At the start of Sarah Polley’s Women Talking, we get a bold declaration on screen: ‘What follows is an act of female imagination.’ The words set the tone for the powerful exploration of anger, endurance and forgiveness that follows. 

A group of women from an implied Mennonite colony, from the elderly to the girls, meet at the crack of dawn to discuss one issue: what to do about the men who have been systematically drugging them and raping them in their sleep? 

The film is adapted from Canadian writer Miriam Toews’s 2018 novel, which was itself inspired by the real-life case of eight women in the ultra-conservative Manitoba Colony in Bolivia who sued the men in their community for serially raping its female members. 

There are multiple shades of female rage on display in Toews and Polley’s script: the noxious anger of Salome (Claire Foy), who’s ready to fight; the philosophical Ona (Rooney Mara), who’s willing to forgive their assailants; and the spiky Mariche (Jessie Buckley), who sees no solution that doesn’t involve sacrificing their godliness. The tone is sombre. The horrifying threat of excommunication hangs over them all. The conversations ripple with fury as the women build towards a vote. Doing nothing is discarded as an option. But should they stay, forced to either forgive or fight their rapists, or risk everything by leaving? 

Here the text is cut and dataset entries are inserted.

//! Contract Test: One Record Per Address
//!
//! Constraints verified:
//! - Overlapping batches persisted concurrently produce one record per ip
//! - A batch listing the same ip twice produces one record
//! - The inserted/updated split always adds up to the batch size

mod common;

use chrono::Utc;
use common::*;
use iplog_core::extract::AddressClass;
use iplog_core::retry::RetryPolicy;
use iplog_core::scan::ScanResult;
use iplog_core::traits::IpStore;
use iplog_core::upsert::UpsertCoordinator;
use std::net::Ipv4Addr;
use std::sync::Arc;
use std::time::Duration;

fn result_with(public: &[Ipv4Addr]) -> ScanResult {
    let mut result = ScanResult::default();
    for ip in public {
        result.insert(AddressClass::Public, *ip);
    }
    result
}

#[tokio::test(flavor = "multi_thread", worker_threads = 4)]
async fn concurrent_overlapping_persists_keep_one_record() {
    let store: Arc<dyn IpStore> = Arc::new(FaultyStore::new());
    let shared = Ipv4Addr::new(8, 8, 8, 8);

    let mut handles = Vec::new();
    for n in 0..8u8 {
        let coordinator = UpsertCoordinator::new(
            Arc::clone(&store),
            RetryPolicy::new(3, Duration::from_millis(1), Duration::from_millis(5)),
            Duration::from_secs(5),
        );
        let result = result_with(&[shared, Ipv4Addr::new(1, 1, 1, n)]);
        handles.push(tokio::spawn(async move { coordinator.persist(&result).await }));
    }

    let mut inserted = 0;
    for handle in handles {
        let report = handle.await.unwrap().unwrap();
        assert_eq!(report.public.total(), 2);
        inserted += report.public.inserted;
    }

    // 8 distinct 1.1.1.n plus exactly one 8.8.8.8
    assert_eq!(inserted, 9);
    assert_eq!(store.count(AddressClass::Public).await.unwrap(), 9);
    assert!(
        store
            .get_record(AddressClass::Public, "8.8.8.8")
            .await
            .unwrap()
            .is_some()
    );
}

#[tokio::test]
async fn duplicate_ip_in_batch_is_one_record() {
    let store = FaultyStore::new();
    let ips = vec!["9.9.9.9".to_string(), "9.9.9.9".to_string()];

    let counts = store
        .bulk_upsert(AddressClass::Public, &ips, Utc::now())
        .await
        .unwrap();

    assert_eq!(counts.total(), 2);
    assert_eq!(store.count(AddressClass::Public).await.unwrap(), 1);
}

#[tokio::test]
async fn collections_are_independent() {
    let store = FaultyStore::new();
    let ips = vec!["10.0.0.1".to_string()];
    let now = Utc::now();

    store.bulk_upsert(AddressClass::Private, &ips, now).await.unwrap();

    assert_eq!(store.count(AddressClass::Private).await.unwrap(), 1);
    assert_eq!(store.count(AddressClass::Public).await.unwrap(), 0);
}
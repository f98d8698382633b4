//! Address extraction pipeline
//!
//! Three pure stages turn raw log bytes into classified addresses:
//!
//! ```text
//! bytes ──► AddressParser ──► canonicalize ──► AddressFilter ──► AddressClassifier
//!           (dotted quads)     (Ipv4Addr)       (admit/reject)    (private/public)
//! ```
//!
//! [`Extraction`] bundles the stages so a scan worker can run them over a
//! chunk without sharing any mutable state.

pub mod block;
pub mod classifier;
pub mod filter;
pub mod parser;

pub use block::Ipv4Block;
pub use classifier::{AddressClass, AddressClassifier, PRIVATE_BLOCKS};
pub use filter::{AddressFilter, FilterPolicy};
pub use parser::{AddressParser, Addresses, canonicalize};

use crate::scan::ScanResult;

/// The parse → filter → classify stages, ready to run over a buffer
#[derive(Debug, Clone, Copy)]
pub struct Extraction {
    parser: AddressParser,
    filter: AddressFilter,
    classifier: AddressClassifier,
}

impl Extraction {
    /// Build an extraction pipeline with the given admission policy
    pub fn new(policy: FilterPolicy) -> Self {
        Self {
            parser: AddressParser::new(),
            filter: AddressFilter::new(policy),
            classifier: AddressClassifier,
        }
    }

    /// Run all stages over `text`, collecting unique addresses per class
    pub fn scan(&self, text: &[u8]) -> ScanResult {
        let mut result = ScanResult::default();

        for candidate in self.parser.parse(text) {
            // The parser only yields in-range quads
            let Some(ip) = canonicalize(candidate) else {
                continue;
            };

            if !self.filter.is_admissible(ip) {
                continue;
            }

            result.insert(self.classifier.classify(ip), ip);
        }

        result
    }
}

impl Default for Extraction {
    fn default() -> Self {
        Self::new(FilterPolicy::default())
    }
}
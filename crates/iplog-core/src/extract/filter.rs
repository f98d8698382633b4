//! Admission of parsed addresses
//!
//! Always rejected:
//! - `0.0.0.0` (unspecified)
//! - `224.0.0.0/4` (multicast)
//! - `240.0.0.0/4` (reserved, includes limited broadcast `255.255.255.255`)
//!
//! Optionally rejected via [`FilterPolicy`]:
//! - `169.254.0.0/16` (link-local)
//! - `127.0.0.0/8` (loopback)
//!
//! Both optional ranges are admitted by default and then classify as public.
//! Private ranges are never rejected here.

use serde::{Deserialize, Serialize};
use std::net::Ipv4Addr;

use super::block::Ipv4Block;

const MULTICAST: Ipv4Block = Ipv4Block::new(Ipv4Addr::new(224, 0, 0, 0), 4);
const RESERVED: Ipv4Block = Ipv4Block::new(Ipv4Addr::new(240, 0, 0, 0), 4);
const LINK_LOCAL: Ipv4Block = Ipv4Block::new(Ipv4Addr::new(169, 254, 0, 0), 16);
const LOOPBACK: Ipv4Block = Ipv4Block::new(Ipv4Addr::new(127, 0, 0, 0), 8);

/// Optional exclusions on top of the fixed reject list
#[derive(Debug, Clone, Copy, Default, PartialEq, Eq, Serialize, Deserialize)]
pub struct FilterPolicy {
    /// Reject `169.254.0.0/16`
    #[serde(default)]
    pub reject_link_local: bool,

    /// Reject `127.0.0.0/8`
    #[serde(default)]
    pub reject_loopback: bool,
}

/// Decides whether an address is worth recording
#[derive(Debug, Clone, Copy, Default)]
pub struct AddressFilter {
    policy: FilterPolicy,
}

impl AddressFilter {
    /// Create a filter applying `policy`
    pub fn new(policy: FilterPolicy) -> Self {
        Self { policy }
    }

    /// Whether `ip` should be classified and persisted
    pub fn is_admissible(&self, ip: Ipv4Addr) -> bool {
        if ip.is_unspecified() || MULTICAST.contains(ip) || RESERVED.contains(ip) {
            return false;
        }
        if self.policy.reject_link_local && LINK_LOCAL.contains(ip) {
            return false;
        }
        if self.policy.reject_loopback && LOOPBACK.contains(ip) {
            return false;
        }
        true
    }
}
//! Private/public partition
//!
//! An address is private iff it falls in one of the RFC 1918 blocks.
//! Membership is tested with CIDR masks, so `172.15.0.0` and `172.32.0.1`
//! are public while `172.31.255.255` is private.

use serde::{Deserialize, Serialize};
use std::fmt;
use std::net::Ipv4Addr;

use super::block::Ipv4Block;

/// RFC 1918 private blocks
pub const PRIVATE_BLOCKS: [Ipv4Block; 3] = [
    Ipv4Block::new(Ipv4Addr::new(10, 0, 0, 0), 8),
    Ipv4Block::new(Ipv4Addr::new(172, 16, 0, 0), 12),
    Ipv4Block::new(Ipv4Addr::new(192, 168, 0, 0), 16),
];

/// Classification of an admitted address
#[derive(Debug, Clone, Copy, PartialEq, Eq, Hash, Serialize, Deserialize)]
#[serde(rename_all = "lowercase")]
pub enum AddressClass {
    /// Inside an RFC 1918 block
    Private,
    /// Everything else
    Public,
}

impl AddressClass {
    /// Both classes, private first
    pub const ALL: [AddressClass; 2] = [AddressClass::Private, AddressClass::Public];

    /// Default name of the collection holding this class
    pub fn default_collection(&self) -> &'static str {
        match self {
            AddressClass::Private => "private_ips",
            AddressClass::Public => "public_ips",
        }
    }

    /// Lowercase label used in logs
    pub fn as_str(&self) -> &'static str {
        match self {
            AddressClass::Private => "private",
            AddressClass::Public => "public",
        }
    }
}

impl fmt::Display for AddressClass {
    fn fmt(&self, f: &mut fmt::Formatter<'_>) -> fmt::Result {
        f.write_str(self.as_str())
    }
}

/// Labels admitted addresses as private or public
#[derive(Debug, Clone, Copy, Default)]
pub struct AddressClassifier;

impl AddressClassifier {
    /// Classify `ip`
    pub fn classify(&self, ip: Ipv4Addr) -> AddressClass {
        if PRIVATE_BLOCKS.iter().any(|block| block.contains(ip)) {
            AddressClass::Private
        } else {
            AddressClass::Public
        }
    }
}

#[cfg(test)]
mod tests {
    use super::*;

    fn classify(s: &str) -> AddressClass {
        AddressClassifier.classify(s.parse().unwrap())
    }

    #[test]
    fn private_ranges() {
        for private in [
            "10.0.0.0",
            "10.255.255.255",
            "172.16.0.1",
            "172.31.255.255",
            "192.168.0.0",
            "192.168.255.255",
        ] {
            assert_eq!(classify(private), AddressClass::Private, "{}", private);
        }
    }

    #[test]
    fn public_neighbours_of_private_ranges() {
        for public in [
            "9.255.255.255",
            "11.0.0.0",
            "172.15.0.0",
            "172.15.255.255",
            "172.32.0.1",
            "192.167.255.255",
            "192.169.0.0",
            "8.8.8.8",
            "203.0.113.5",
        ] {
            assert_eq!(classify(public), AddressClass::Public, "{}", public);
        }
    }

    #[test]
    fn special_ranges_classify_as_public() {
        assert_eq!(classify("169.254.1.1"), AddressClass::Public);
        assert_eq!(classify("127.0.0.1"), AddressClass::Public);
        assert_eq!(classify("100.64.0.1"), AddressClass::Public);
    }

    #[test]
    fn labels() {
        assert_eq!(AddressClass::Private.to_string(), "private");
        assert_eq!(AddressClass::Public.as_str(), "public");
    }
}
//! Configuration types for the iplog worker
//!
//! This module defines all configuration structures used throughout the crate.
//! Loading them (environment, files) is left to the embedding application.

use serde::{Deserialize, Serialize};
use std::time::Duration;

use crate::extract::{AddressClass, FilterPolicy};

/// Default MongoDB connection string
pub const DEFAULT_MONGODB_URI: &str = "mongodb://mongodb:27017/";

/// Default database name
pub const DEFAULT_DATABASE: &str = "ip_extraction";

/// Default log file scanned by the worker
pub const DEFAULT_FILE_PATH: &str = "data/access.log";

/// Main iplog configuration
#[derive(Debug, Clone, Default, Serialize, Deserialize)]
pub struct IplogConfig {
    /// Log file scanning
    #[serde(default)]
    pub scan: ScanConfig,

    /// Storage backend
    #[serde(default)]
    pub storage: StorageConfig,

    /// Address admission policy
    #[serde(default)]
    pub filter: FilterPolicy,

    /// Retry policy for storage operations
    #[serde(default)]
    pub retry: RetryConfig,

    /// Scheduler settings
    #[serde(default)]
    pub engine: EngineConfig,
}

impl IplogConfig {
    /// Create a new configuration with defaults
    pub fn new() -> Self {
        Self::default()
    }

    /// Validate the configuration
    pub fn validate(&self) -> Result<(), crate::Error> {
        self.scan.validate()?;
        self.storage.validate()?;
        self.retry.validate()?;
        self.engine.validate()?;
        Ok(())
    }
}

/// Log file scanning configuration
#[derive(Debug, Clone, Serialize, Deserialize)]
pub struct ScanConfig {
    /// Path of the log file to scan
    #[serde(default = "default_file_path")]
    pub file_path: String,

    /// Upper bound of a single chunk handed to a worker (bytes)
    ///
    /// Larger chunks mean fewer, bigger units of parallel work.
    #[serde(default = "default_chunk_size")]
    pub chunk_size: usize,

    /// Number of parse workers (0 = one per CPU)
    #[serde(default)]
    pub workers: usize,

    /// Upper bound for reading and parsing the file (in seconds)
    #[serde(default = "default_read_timeout_secs")]
    pub read_timeout_secs: u64,
}

impl ScanConfig {
    /// Validate the scan configuration
    pub fn validate(&self) -> Result<(), crate::Error> {
        if self.file_path.is_empty() {
            return Err(crate::Error::config("Scan file path cannot be empty"));
        }
        if self.chunk_size == 0 {
            return Err(crate::Error::config("Scan chunk size must be > 0"));
        }
        if self.read_timeout_secs == 0 {
            return Err(crate::Error::config("Scan read timeout must be > 0"));
        }
        Ok(())
    }

    /// Read timeout as a [`Duration`]
    pub fn read_timeout(&self) -> Duration {
        Duration::from_secs(self.read_timeout_secs)
    }
}

impl Default for ScanConfig {
    fn default() -> Self {
        Self {
            file_path: default_file_path(),
            chunk_size: default_chunk_size(),
            workers: 0,
            read_timeout_secs: default_read_timeout_secs(),
        }
    }
}

/// Names of the two durable collections
#[derive(Debug, Clone, PartialEq, Eq, Serialize, Deserialize)]
pub struct CollectionNames {
    /// Collection holding RFC 1918 addresses
    #[serde(default = "default_private_collection")]
    pub private: String,

    /// Collection holding every other admitted address
    #[serde(default = "default_public_collection")]
    pub public: String,
}

impl CollectionNames {
    /// Resolve the name for a logical collection
    pub fn name(&self, class: AddressClass) -> &str {
        match class {
            AddressClass::Private => &self.private,
            AddressClass::Public => &self.public,
        }
    }

    fn validate(&self) -> Result<(), crate::Error> {
        if self.private.is_empty() || self.public.is_empty() {
            return Err(crate::Error::config("Collection names cannot be empty"));
        }
        if self.private == self.public {
            return Err(crate::Error::config(
                "Private and public collections must be distinct",
            ));
        }
        Ok(())
    }
}

impl Default for CollectionNames {
    fn default() -> Self {
        Self {
            private: default_private_collection(),
            public: default_public_collection(),
        }
    }
}

/// Storage backend configuration
#[derive(Debug, Clone, Serialize, Deserialize)]
#[serde(tag = "type", rename_all = "snake_case")]
pub enum StorageConfig {
    /// MongoDB backend
    Mongodb {
        /// Connection string
        #[serde(default = "default_mongodb_uri")]
        uri: String,
        /// Database name
        #[serde(default = "default_database")]
        database: String,
        /// Collection names
        #[serde(default)]
        collections: CollectionNames,
        /// Server selection / connect / socket timeout (in seconds)
        #[serde(default = "default_storage_timeout_secs")]
        timeout_secs: u64,
    },

    /// JSON file backend
    File {
        /// Path to the JSON file
        path: String,
        /// Collection names
        #[serde(default)]
        collections: CollectionNames,
    },

    /// In-memory backend (not persistent)
    Memory,
}

impl StorageConfig {
    /// Validate the storage configuration
    pub fn validate(&self) -> Result<(), crate::Error> {
        match self {
            StorageConfig::Mongodb {
                uri,
                database,
                collections,
                timeout_secs,
            } => {
                if uri.is_empty() {
                    return Err(crate::Error::config("MongoDB URI cannot be empty"));
                }
                if !uri.starts_with("mongodb://") && !uri.starts_with("mongodb+srv://") {
                    return Err(crate::Error::config(
                        "MongoDB URI must start with mongodb:// or mongodb+srv://",
                    ));
                }
                if database.is_empty() {
                    return Err(crate::Error::config("Database name cannot be empty"));
                }
                if database.contains(['/', '\\', '.', ' ', '"', '$']) {
                    return Err(crate::Error::config(format!(
                        "Database name contains invalid characters: {}",
                        database
                    )));
                }
                if *timeout_secs == 0 {
                    return Err(crate::Error::config("Storage timeout must be > 0"));
                }
                collections.validate()
            }
            StorageConfig::File { path, collections } => {
                if path.is_empty() {
                    return Err(crate::Error::config("File store path cannot be empty"));
                }
                collections.validate()
            }
            StorageConfig::Memory => Ok(()),
        }
    }

    /// Get the backend type name used for registry lookup
    pub fn type_name(&self) -> &'static str {
        match self {
            StorageConfig::Mongodb { .. } => "mongodb",
            StorageConfig::File { .. } => "file",
            StorageConfig::Memory => "memory",
        }
    }
}

impl Default for StorageConfig {
    fn default() -> Self {
        StorageConfig::Mongodb {
            uri: default_mongodb_uri(),
            database: default_database(),
            collections: CollectionNames::default(),
            timeout_secs: default_storage_timeout_secs(),
        }
    }
}

/// Retry configuration for storage operations
#[derive(Debug, Clone, Serialize, Deserialize)]
pub struct RetryConfig {
    /// Total attempts, including the first one
    #[serde(default = "default_max_attempts")]
    pub max_attempts: usize,

    /// Delay before the second attempt (in milliseconds)
    #[serde(default = "default_initial_delay_ms")]
    pub initial_delay_ms: u64,

    /// Upper bound for any single delay (in milliseconds)
    #[serde(default = "default_max_delay_ms")]
    pub max_delay_ms: u64,

    /// Factor applied to the delay after each failed attempt
    #[serde(default = "default_multiplier")]
    pub multiplier: f64,
}

impl RetryConfig {
    /// Validate the retry configuration
    pub fn validate(&self) -> Result<(), crate::Error> {
        if self.max_attempts == 0 {
            return Err(crate::Error::config("Retry attempts must be >= 1"));
        }
        if self.initial_delay_ms > self.max_delay_ms {
            return Err(crate::Error::config(format!(
                "Initial retry delay ({}ms) exceeds max delay ({}ms)",
                self.initial_delay_ms, self.max_delay_ms
            )));
        }
        if !self.multiplier.is_finite() || self.multiplier < 1.0 {
            return Err(crate::Error::config(format!(
                "Retry multiplier must be >= 1.0. Got: {}",
                self.multiplier
            )));
        }
        Ok(())
    }
}

impl Default for RetryConfig {
    fn default() -> Self {
        Self {
            max_attempts: default_max_attempts(),
            initial_delay_ms: default_initial_delay_ms(),
            max_delay_ms: default_max_delay_ms(),
            multiplier: default_multiplier(),
        }
    }
}

/// Engine configuration
#[derive(Debug, Clone, Serialize, Deserialize)]
pub struct EngineConfig {
    /// Delay between the start of two scan cycles (in seconds)
    ///
    /// A cycle that runs longer than the interval pushes the next one back;
    /// cycles never overlap.
    #[serde(default = "default_interval_secs")]
    pub interval_secs: u64,

    /// Upper bound for a single storage call (in seconds)
    #[serde(default = "default_operation_timeout_secs")]
    pub operation_timeout_secs: u64,

    /// Capacity of the engine event channel
    ///
    /// When full, new events are dropped (with a warning log).
    #[serde(default = "default_event_channel_capacity")]
    pub event_channel_capacity: usize,
}

impl EngineConfig {
    /// Validate the engine configuration
    pub fn validate(&self) -> Result<(), crate::Error> {
        if self.interval_secs == 0 {
            return Err(crate::Error::config("Scan interval must be > 0"));
        }
        if self.operation_timeout_secs == 0 {
            return Err(crate::Error::config("Operation timeout must be > 0"));
        }
        if self.event_channel_capacity == 0 {
            return Err(crate::Error::config("Event channel capacity must be > 0"));
        }
        Ok(())
    }
}

impl Default for EngineConfig {
    fn default() -> Self {
        Self {
            interval_secs: default_interval_secs(),
            operation_timeout_secs: default_operation_timeout_secs(),
            event_channel_capacity: default_event_channel_capacity(),
        }
    }
}

fn default_file_path() -> String {
    DEFAULT_FILE_PATH.to_string()
}

fn default_chunk_size() -> usize {
    1024 * 1024
}

fn default_read_timeout_secs() -> u64 {
    30
}

fn default_private_collection() -> String {
    AddressClass::Private.default_collection().to_string()
}

fn default_public_collection() -> String {
    AddressClass::Public.default_collection().to_string()
}

fn default_mongodb_uri() -> String {
    DEFAULT_MONGODB_URI.to_string()
}

fn default_database() -> String {
    DEFAULT_DATABASE.to_string()
}

fn default_storage_timeout_secs() -> u64 {
    5
}

fn default_max_attempts() -> usize {
    5
}

fn default_initial_delay_ms() -> u64 {
    5000
}

fn default_max_delay_ms() -> u64 {
    60_000
}

fn default_multiplier() -> f64 {
    2.0
}

fn default_interval_secs() -> u64 {
    10
}

fn default_operation_timeout_secs() -> u64 {
    30
}

fn default_event_channel_capacity() -> usize {
    1000
}

#[cfg(test)]
mod tests {
    use super::*;

    #[test]
    fn defaults_are_valid() {
        let config = IplogConfig::new();
        config.validate().unwrap();

        assert_eq!(config.engine.interval_secs, 10);
        assert_eq!(config.scan.file_path, "data/access.log");
        match &config.storage {
            StorageConfig::Mongodb { uri, database, collections, .. } => {
                assert_eq!(uri, "mongodb://mongodb:27017/");
                assert_eq!(database, "ip_extraction");
                assert_eq!(collections.private, "private_ips");
                assert_eq!(collections.public, "public_ips");
            }
            other => panic!("unexpected default storage: {:?}", other),
        }
    }

    #[test]
    fn rejects_foreign_uri_scheme() {
        let storage = StorageConfig::Mongodb {
            uri: "postgres://localhost/".to_string(),
            database: "ip_extraction".to_string(),
            collections: CollectionNames::default(),
            timeout_secs: 5,
        };
        assert!(matches!(storage.validate(), Err(crate::Error::Config(_))));
    }

    #[test]
    fn rejects_identical_collections() {
        let storage = StorageConfig::File {
            path: "/tmp/ips.json".to_string(),
            collections: CollectionNames {
                private: "ips".to_string(),
                public: "ips".to_string(),
            },
        };
        assert!(storage.validate().is_err());
    }

    #[test]
    fn rejects_zero_interval_and_attempts() {
        let mut config = IplogConfig::new();
        config.engine.interval_secs = 0;
        assert!(config.validate().is_err());

        let mut config = IplogConfig::new();
        config.retry.max_attempts = 0;
        assert!(config.validate().is_err());
    }

    #[test]
    fn deserializes_with_defaults() {
        let config: IplogConfig = serde_json::from_str(
            r#"{ "storage": { "type": "file", "path": "/var/lib/iplog/ips.json" } }"#,
        )
        .unwrap();

        assert_eq!(config.storage.type_name(), "file");
        assert_eq!(config.retry.max_attempts, 5);
        assert_eq!(config.scan.chunk_size, 1024 * 1024);
        assert!(!config.filter.reject_link_local);
        config.validate().unwrap();
    }
}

It imagines female emancipation as an honest, raging, caring experience

The women, according to the rules of their colony, have never been taught to read or write, so school teacher August (Ben Whishaw) is taking the minutes. He is the sole male presence in the room, unthreatening by default. He represents the imagined ideal of men actually listening to women. (Regrettably, he is also used to force-feed us a romantic subplot and a cringey delivery of the ‘not all men’ speech.) 

Both the one-room setting and Polley’s direction give Women Talking an overpoweringly theatrical feel, though not in an extrovert, Baz Luhrmann sense. On the contrary, it’s grim and desaturated, as if any aesthetic flourishes might distract from the performances or the discussion itself, or render the film glib. The women’s words, their virulent delivery and the depth of the questions asked have an almost paralysing effect, broken up only by scenes of teenage girls mucking around and a bizarre ‘Daydream Believer’ needle drop. Women Talking imagines female emancipation as an honest, raging, caring experience. 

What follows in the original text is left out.